Saturday 9th May 2020, 12 noon (day 3,180)
The outdoors is good. The outdoors is healthy. And it always will be.
The outdoors is good. The outdoors is healthy. And it always will be.
The white dots that speckle this whole image are not the result of some camera fault. They are dandelion seeds, storms of which blew over Hebden Bridge this evening, as they have for a few days now. The warm, dry weather is bringing them out but also, this year, there are not so many lawns being mowed regularly — not the public ones, anyway. Perfect conditions for them, then. There will be some allergies being born at the moment I can tell you.
On Sunday our glorious leader Mr. Johnson will apparently announce, well, something: as eagerly awaited as the (absent) football results, this speech will define our fate for the next few weeks. My prediction — we will be let out to work, but not to play, a conclusion I somehow try to illustrate with these taped-up swings in the nearby playground. But who will admit that play creates work…. one of those ‘non-essential’ elements driving the economy and giving meaning to our lives? You can’t have one without the other.
Another day celebrating green-ness, for there is not a great deal else to see at the moment. At least the sun is back out.
I love the individuality of these chimeny pots, and the different characteristics of each of the groups. The four on the right are definitely having a conversation, the leftmost of the four turning to the others as it mutters some choice gossip.
Well, OK, perhaps it is ambitious to expect that this caterpillar will manage to complete all 300+ miles of the Pennine Way, but if you’ve never been near it, it’s done more of it than you. And it also becomes the blog’s first caterpillar, a singular honour.

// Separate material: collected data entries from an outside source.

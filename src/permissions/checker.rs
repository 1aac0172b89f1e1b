//! Permission checker with a short-lived membership cache.

use std::sync::Arc;
use std::time::Duration;

use teloxide::types::{ChatId, UserId};
use tracing::{debug, error, warn};

use crate::bot::transport::BotApi;
use crate::cache::{CacheConfig, CacheRegistry, TypedCache};

/// How long a positive membership answer is trusted.
const MEMBERSHIP_TTL: Duration = Duration::from_secs(60);

/// The bot's rights in a target chat.
#[derive(Debug, Clone, Copy, Default, PartialEq, Eq)]
pub struct BotPermissions {
    pub is_admin: bool,
    pub can_post: bool,
}

/// Cache key for membership lookups.
type MemberCacheKey = (i64, u64); // (chat_id, user_id)

/// Permission checker.
///
/// Only positive membership results are cached; a denial is re-checked on the
/// next update so a user who just joined gets in immediately.
#[derive(Clone)]
pub struct Permissions {
    api: Arc<dyn BotApi>,
    /// Identity of the bot itself, resolved once via getMe.
    bot_id: UserId,
    members: TypedCache<MemberCacheKey, ()>,
}

impl Permissions {
    pub fn new(api: Arc<dyn BotApi>, bot_id: UserId, cache: &CacheRegistry) -> Self {
        let members = cache.get_or_create(
            "admin_channel_members",
            CacheConfig::short_lived(MEMBERSHIP_TTL),
        );
        Self { api, bot_id, members }
    }

    /// Check whether the bot is an administrator of `chat_id` and may post.
    ///
    /// Never fails: an API error (typically "bot is not a member") is logged
    /// and reported as no rights at all.
    pub async fn check_bot_permissions(&self, chat_id: ChatId) -> BotPermissions {
        let admins = match self.api.chat_administrators(chat_id).await {
            Ok(admins) => admins,
            Err(e) => {
                error!("Failed to check bot permissions in chat {}: {}", chat_id, e);
                return BotPermissions::default();
            }
        };

        let rights = admins
            .iter()
            .find(|admin| admin.user_id == self.bot_id)
            .map(|admin| BotPermissions {
                is_admin: true,
                can_post: admin.can_post_messages,
            })
            .unwrap_or_default();

        debug!("Bot rights in chat {}: {:?}", chat_id, rights);
        rights
    }

    /// Check whether `user_id` is subscribed to the admin channel.
    ///
    /// An unconfigured admin channel or a failed lookup answers `false`.
    pub async fn is_channel_member(&self, admin_channel: Option<ChatId>, user_id: UserId) -> bool {
        let Some(channel) = admin_channel else {
            warn!("Admin channel is not configured; denying user {}", user_id);
            return false;
        };

        let key = (channel.0, user_id.0);
        if self.members.get(&key).is_some() {
            return true;
        }

        match self.api.chat_member_status(channel, user_id).await {
            Ok(status) => {
                debug!("User {} status in admin channel {}: {:?}", user_id, channel, status);
                let subscribed = status.is_subscribed();
                if subscribed {
                    self.members.insert(key, ());
                }
                subscribed
            }
            Err(e) => {
                error!(
                    "Failed to check subscription of user {} in admin channel {}: {}",
                    user_id, channel, e
                );
                false
            }
        }
    }
}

For most of the teams in England, this weekend should have marked the end of the football season. For me, this started back on June 21st in Anglesey, but seeing as the only anti-COVID strategy anyone could think of involved killing off most of what gave life meaning, it was ended, along with everything else, after March 14th. What remnants of grass-roots sport will be left when the paranoia finally lifts and we realise that in the long run, for our survival as a functioning society, we have to get outside again — that is still to be seen.
During the Great Hebden Bridge Flour Famine of early April 2020 I panic-bought some organic rye flour, at a ridiculous price, when it seemed to be the only bag of flour available in the town. Subsequently, I have tried making pizza with it, and then batter, and both were dismal failures. Then today, Clare suggested the entirely logical approach of making rye bread with it. At this it — and she — was a roaring success. There will be more of this.

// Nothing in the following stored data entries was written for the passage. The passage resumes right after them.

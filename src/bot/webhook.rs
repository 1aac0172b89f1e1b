//! Webhook mode.
//!
//! Uses teloxide's axum integration to:
//! - call `setWebhook` on Telegram
//! - build the axum router receiving updates
//! - call `deleteWebhook` on shutdown
//!
//! The router is served here so a `/health` route can sit next to the
//! update endpoint.

use std::net::SocketAddr;

use anyhow::{Context, Result};
use axum::routing::get;
use teloxide::prelude::*;
use teloxide::update_listeners::webhooks::{self, Options};
use tracing::{error, info};
use url::Url;

use super::dispatcher::ThrottledBot;
use crate::config::Config;

/// Start the bot in webhook mode and block until shutdown.
pub async fn start_webhook(
    config: &Config,
    mut dispatcher: Dispatcher<ThrottledBot, anyhow::Error, teloxide::dispatching::DefaultKey>,
    bot: ThrottledBot,
) -> Result<()> {
    let webhook_url = config
        .webhook_url
        .as_deref()
        .context("WEBHOOK_URL must be set when using webhook mode")?;
    let url = Url::parse(webhook_url).with_context(|| format!("Invalid WEBHOOK_URL: {webhook_url}"))?;

    // Listen on all interfaces at the configured port
    let address = SocketAddr::from(([0, 0, 0, 0], config.webhook_port));

    let mut options = Options::new(address, url.clone());
    if let Some(ref secret) = config.webhook_secret {
        options = options.secret_token(secret.clone());
        info!("Webhook secret token configured");
    }

    info!("🔗 Setting webhook URL: {}", url);
    info!("📡 Listening on: {}", address);

    // The webhook registration only needs plain API access.
    let (listener, stop_flag, router) = webhooks::axum_to_router(bot.inner().clone(), options)
        .await
        .context("Failed to set up webhook")?;

    let app = router.route("/health", get(|| async { "OK" }));
    let tcp = tokio::net::TcpListener::bind(address)
        .await
        .with_context(|| format!("Failed to bind {address}"))?;

    tokio::spawn(async move {
        if let Err(e) = axum::serve(tcp, app).with_graceful_shutdown(stop_flag).await {
            error!("Webhook server error: {}", e);
        }
    });

    info!("✅ Webhook setup complete, waiting for updates...");

    let error_handler = LoggingErrorHandler::with_custom_text("Error from update listener");
    dispatcher
        .dispatch_with_listener(listener, error_handler)
        .await;

    Ok(())
}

It was my last scheduled teaching of the semester today. Normally we would have concluded this significant moment in the academic year by some kind of group photo, as on 4th May 2018, and said our goodbyes, at least amongst those I will not be supervising over the summer. There can be none of that this year. I sit in a room and talk to a laptop for an hour and twenty minutes and take questions here and there and that’s it. I do plenty of distance teaching anyway, so it’s not that I’m pissed off about this as such — but I miss people, and if you claim not to, then I worry for your sanity.

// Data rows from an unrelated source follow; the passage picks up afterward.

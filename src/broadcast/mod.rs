//! Broadcast of a stored message to every channel of a list.
//!
//! The dispatcher copies the canonical storage-channel message into each
//! member channel with bounded parallelism, counts per-channel outcomes and
//! records the aggregated status on the message row.

mod dispatcher;

pub use dispatcher::BroadcastDispatcher;
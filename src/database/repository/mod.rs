//! MongoDB implementations of the storage traits.

mod list_repository;
mod state_repository;

pub use list_repository::ListRepository;
pub use state_repository::StateRepository;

So, there went April 2020, spent entirely under a form of house arrest for reasons that I am finding increasingly hard to understand — ostensibly to protect me from a disease that I may well have already had, but really because having dug ourselves into this hole, we now have no idea how to get back out of it. And I’m not just pointing the finger at the British government here. Six weeks ago everyone panicked, and it’s now, ‘OK, now what?’. A question to which no one seems to have a very plausible answer.
Meanwhile, as we look forward with no joy at all to what is very likely to be an equally dismal May, I have to point my camera out of the window and capture the small part of the world that is permitted me. Hello jackdaw. Enjoy your freedom.